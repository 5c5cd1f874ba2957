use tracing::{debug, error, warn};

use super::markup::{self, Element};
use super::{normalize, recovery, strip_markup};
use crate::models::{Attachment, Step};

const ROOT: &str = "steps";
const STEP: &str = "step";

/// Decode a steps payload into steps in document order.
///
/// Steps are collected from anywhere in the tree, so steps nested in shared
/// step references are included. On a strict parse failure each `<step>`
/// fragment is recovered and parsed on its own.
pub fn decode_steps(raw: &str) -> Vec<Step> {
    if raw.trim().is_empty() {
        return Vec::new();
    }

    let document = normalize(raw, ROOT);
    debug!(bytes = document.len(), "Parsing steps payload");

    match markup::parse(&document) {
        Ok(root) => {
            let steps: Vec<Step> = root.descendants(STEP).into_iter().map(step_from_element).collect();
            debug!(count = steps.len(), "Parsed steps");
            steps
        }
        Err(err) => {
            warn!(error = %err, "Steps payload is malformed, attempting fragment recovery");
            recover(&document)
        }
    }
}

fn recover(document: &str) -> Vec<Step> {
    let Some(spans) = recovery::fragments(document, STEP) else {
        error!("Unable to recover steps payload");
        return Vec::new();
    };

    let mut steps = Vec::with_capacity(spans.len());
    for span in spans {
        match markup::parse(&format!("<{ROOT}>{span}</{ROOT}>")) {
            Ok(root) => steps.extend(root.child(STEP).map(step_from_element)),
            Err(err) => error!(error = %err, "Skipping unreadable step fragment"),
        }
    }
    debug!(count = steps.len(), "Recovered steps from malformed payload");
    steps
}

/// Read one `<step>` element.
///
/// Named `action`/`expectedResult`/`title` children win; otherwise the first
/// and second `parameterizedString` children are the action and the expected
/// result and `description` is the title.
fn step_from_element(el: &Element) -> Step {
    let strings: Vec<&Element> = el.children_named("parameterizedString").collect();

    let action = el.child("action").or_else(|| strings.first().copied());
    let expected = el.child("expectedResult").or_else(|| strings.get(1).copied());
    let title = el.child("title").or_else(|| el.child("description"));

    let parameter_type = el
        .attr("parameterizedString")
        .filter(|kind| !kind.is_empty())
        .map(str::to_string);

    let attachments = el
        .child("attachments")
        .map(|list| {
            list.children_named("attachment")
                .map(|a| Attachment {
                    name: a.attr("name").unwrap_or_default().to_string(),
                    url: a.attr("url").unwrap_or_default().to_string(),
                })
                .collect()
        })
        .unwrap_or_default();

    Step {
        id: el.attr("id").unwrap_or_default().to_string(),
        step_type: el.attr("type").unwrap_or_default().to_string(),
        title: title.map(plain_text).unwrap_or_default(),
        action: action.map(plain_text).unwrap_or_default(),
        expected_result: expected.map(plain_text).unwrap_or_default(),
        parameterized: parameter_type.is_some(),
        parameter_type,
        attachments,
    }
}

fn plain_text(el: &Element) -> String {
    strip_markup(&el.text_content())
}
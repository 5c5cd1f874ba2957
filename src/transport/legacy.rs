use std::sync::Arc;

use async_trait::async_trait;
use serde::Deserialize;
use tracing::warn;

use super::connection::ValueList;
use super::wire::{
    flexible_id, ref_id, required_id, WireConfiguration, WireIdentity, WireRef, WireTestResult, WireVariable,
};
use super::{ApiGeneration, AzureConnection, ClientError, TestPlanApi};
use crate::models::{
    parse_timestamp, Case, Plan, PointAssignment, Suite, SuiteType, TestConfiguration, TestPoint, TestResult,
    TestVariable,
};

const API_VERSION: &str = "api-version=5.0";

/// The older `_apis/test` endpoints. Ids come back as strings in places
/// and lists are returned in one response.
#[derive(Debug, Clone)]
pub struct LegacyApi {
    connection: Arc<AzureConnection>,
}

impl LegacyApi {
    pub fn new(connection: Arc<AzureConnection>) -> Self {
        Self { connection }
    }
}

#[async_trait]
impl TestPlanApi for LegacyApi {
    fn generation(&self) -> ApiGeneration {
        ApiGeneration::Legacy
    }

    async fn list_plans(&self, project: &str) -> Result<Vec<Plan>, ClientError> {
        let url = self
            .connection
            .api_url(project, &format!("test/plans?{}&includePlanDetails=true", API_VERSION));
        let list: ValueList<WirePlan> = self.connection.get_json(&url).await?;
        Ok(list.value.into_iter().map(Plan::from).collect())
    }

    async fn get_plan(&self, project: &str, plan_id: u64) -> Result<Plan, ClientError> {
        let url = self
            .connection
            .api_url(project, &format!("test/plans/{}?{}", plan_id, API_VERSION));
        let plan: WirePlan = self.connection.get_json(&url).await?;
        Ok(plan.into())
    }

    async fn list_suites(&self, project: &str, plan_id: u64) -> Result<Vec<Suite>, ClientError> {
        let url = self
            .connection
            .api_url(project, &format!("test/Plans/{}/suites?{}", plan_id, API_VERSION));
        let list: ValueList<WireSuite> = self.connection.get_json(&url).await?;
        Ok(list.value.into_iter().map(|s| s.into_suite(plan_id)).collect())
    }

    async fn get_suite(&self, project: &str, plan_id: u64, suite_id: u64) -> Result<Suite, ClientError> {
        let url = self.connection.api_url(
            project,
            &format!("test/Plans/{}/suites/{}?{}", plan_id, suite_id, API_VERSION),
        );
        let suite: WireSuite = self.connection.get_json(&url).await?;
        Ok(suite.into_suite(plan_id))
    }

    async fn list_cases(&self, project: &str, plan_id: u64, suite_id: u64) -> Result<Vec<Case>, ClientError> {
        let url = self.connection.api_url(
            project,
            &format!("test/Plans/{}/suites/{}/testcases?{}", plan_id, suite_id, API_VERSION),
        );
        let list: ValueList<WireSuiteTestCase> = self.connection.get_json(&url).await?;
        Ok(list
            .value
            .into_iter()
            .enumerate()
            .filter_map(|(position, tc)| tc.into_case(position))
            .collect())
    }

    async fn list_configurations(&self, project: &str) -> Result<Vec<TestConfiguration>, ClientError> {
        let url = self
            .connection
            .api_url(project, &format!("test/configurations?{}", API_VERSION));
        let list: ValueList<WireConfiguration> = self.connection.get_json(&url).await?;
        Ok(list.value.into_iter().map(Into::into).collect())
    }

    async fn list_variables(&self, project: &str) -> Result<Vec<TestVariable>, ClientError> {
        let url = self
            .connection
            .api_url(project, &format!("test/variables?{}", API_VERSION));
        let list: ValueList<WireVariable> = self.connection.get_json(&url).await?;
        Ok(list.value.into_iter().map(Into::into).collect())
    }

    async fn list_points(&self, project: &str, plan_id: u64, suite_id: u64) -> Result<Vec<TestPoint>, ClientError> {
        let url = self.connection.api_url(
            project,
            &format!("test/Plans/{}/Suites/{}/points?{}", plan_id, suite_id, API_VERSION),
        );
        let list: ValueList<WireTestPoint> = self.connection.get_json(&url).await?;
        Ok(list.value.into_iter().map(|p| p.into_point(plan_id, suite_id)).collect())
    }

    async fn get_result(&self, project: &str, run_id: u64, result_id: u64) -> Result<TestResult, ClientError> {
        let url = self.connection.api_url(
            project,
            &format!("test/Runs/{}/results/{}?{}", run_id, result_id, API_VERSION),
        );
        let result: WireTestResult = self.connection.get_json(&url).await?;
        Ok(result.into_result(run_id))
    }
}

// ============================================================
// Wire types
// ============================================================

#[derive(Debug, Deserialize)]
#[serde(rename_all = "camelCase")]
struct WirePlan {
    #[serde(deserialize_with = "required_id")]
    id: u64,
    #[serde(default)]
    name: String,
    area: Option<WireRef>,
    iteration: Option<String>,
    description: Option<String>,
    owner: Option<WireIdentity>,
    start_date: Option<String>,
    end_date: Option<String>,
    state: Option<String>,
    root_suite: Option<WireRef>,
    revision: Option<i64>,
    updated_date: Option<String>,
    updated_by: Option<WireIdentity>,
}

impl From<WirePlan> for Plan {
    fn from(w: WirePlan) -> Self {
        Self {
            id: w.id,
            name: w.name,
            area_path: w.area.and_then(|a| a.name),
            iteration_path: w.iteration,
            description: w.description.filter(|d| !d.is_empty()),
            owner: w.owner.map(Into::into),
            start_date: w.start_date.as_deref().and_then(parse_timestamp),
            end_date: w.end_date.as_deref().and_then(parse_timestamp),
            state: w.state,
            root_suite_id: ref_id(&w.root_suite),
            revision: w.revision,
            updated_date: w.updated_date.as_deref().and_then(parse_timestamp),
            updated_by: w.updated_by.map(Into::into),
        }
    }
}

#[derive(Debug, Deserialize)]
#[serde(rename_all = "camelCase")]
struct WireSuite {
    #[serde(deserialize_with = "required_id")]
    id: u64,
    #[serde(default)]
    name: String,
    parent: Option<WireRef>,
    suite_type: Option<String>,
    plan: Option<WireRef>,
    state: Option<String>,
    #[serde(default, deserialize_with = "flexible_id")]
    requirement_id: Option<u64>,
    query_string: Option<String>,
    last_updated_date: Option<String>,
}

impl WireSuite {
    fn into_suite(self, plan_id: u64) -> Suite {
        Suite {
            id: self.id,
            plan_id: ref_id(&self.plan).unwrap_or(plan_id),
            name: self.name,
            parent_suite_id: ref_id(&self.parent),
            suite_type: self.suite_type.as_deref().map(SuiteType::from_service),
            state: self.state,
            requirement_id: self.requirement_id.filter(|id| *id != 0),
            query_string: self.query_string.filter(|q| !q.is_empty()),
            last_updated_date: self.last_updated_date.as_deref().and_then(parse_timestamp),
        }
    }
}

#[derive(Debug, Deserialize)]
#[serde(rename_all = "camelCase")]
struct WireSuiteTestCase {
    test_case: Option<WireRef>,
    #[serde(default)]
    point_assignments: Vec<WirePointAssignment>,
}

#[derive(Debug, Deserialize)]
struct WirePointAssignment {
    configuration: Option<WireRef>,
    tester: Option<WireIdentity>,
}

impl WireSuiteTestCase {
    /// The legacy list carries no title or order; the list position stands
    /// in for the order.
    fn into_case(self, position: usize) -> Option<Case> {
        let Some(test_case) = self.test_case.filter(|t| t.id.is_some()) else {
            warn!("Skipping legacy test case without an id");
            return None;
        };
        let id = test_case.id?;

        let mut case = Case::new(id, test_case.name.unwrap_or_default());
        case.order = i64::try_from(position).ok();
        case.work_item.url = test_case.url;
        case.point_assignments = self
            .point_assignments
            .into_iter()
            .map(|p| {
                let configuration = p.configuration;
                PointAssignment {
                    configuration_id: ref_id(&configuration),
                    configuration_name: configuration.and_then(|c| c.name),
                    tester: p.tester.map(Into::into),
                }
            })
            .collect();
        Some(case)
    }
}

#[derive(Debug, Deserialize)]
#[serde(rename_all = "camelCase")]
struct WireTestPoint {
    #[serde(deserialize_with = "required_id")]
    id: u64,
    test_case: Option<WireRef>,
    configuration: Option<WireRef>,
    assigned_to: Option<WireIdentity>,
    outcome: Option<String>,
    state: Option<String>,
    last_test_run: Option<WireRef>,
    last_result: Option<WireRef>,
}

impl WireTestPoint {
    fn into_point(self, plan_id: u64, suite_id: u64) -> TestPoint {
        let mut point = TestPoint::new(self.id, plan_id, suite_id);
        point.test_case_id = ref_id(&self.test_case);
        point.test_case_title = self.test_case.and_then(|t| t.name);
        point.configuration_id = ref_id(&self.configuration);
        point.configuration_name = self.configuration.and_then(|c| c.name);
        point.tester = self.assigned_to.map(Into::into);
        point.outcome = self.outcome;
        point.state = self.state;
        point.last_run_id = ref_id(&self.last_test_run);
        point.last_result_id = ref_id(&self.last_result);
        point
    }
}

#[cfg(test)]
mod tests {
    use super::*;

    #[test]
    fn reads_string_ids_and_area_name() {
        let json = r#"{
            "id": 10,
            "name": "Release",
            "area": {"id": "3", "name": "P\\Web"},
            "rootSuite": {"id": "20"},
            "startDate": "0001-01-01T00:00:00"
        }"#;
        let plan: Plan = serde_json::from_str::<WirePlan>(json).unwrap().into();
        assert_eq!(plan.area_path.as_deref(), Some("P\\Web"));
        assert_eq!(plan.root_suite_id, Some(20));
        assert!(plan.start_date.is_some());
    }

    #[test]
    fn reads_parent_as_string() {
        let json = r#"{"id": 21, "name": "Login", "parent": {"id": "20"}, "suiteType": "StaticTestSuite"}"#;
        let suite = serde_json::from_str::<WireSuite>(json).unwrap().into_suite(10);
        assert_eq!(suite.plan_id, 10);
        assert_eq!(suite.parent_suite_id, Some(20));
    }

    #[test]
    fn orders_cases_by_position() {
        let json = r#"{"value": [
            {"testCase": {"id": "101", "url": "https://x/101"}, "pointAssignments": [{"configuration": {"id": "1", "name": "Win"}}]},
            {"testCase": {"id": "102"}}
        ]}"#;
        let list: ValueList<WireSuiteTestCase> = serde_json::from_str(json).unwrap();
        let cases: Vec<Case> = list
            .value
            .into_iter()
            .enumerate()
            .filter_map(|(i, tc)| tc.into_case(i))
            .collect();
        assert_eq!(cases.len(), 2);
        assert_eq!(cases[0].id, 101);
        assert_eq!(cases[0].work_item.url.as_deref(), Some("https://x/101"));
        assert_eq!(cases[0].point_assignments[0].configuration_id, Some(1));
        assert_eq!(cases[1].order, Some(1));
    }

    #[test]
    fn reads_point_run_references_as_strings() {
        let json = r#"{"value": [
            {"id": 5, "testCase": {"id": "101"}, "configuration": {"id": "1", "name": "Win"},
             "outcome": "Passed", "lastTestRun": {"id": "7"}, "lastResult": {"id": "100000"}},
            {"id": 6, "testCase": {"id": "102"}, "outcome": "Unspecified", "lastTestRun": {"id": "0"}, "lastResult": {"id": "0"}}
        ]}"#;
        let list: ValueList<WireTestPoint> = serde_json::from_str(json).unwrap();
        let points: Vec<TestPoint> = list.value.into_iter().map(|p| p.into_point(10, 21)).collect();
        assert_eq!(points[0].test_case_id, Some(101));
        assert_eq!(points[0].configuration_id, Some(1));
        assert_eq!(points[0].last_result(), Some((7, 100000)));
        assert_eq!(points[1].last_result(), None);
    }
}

· · · · ·

Each line in the listing above from the one containing "use async_trait::async_trait;" through the one containing "pub struct LegacyApi" should be repeated exactly, and no other line.

Answer section.
use async_trait::async_trait;
use serde::Deserialize;
use tracing::warn;

use super::connection::ValueList;
use super::wire::{
    flexible_id, ref_id, required_id, WireConfiguration, WireIdentity, WireRef, WireTestResult, WireVariable,
};
use super::{ApiGeneration, AzureConnection, ClientError, TestPlanApi};
use crate::models::{
    parse_timestamp, Case, Plan, PointAssignment, Suite, SuiteType, TestConfiguration, TestPoint, TestResult,
    TestVariable,
};

const API_VERSION: &str = "api-version=5.0";

/// The older `_apis/test` endpoints. Ids come back as strings in places
/// and lists are returned in one response.
#[derive(Debug, Clone)]
pub struct LegacyApi {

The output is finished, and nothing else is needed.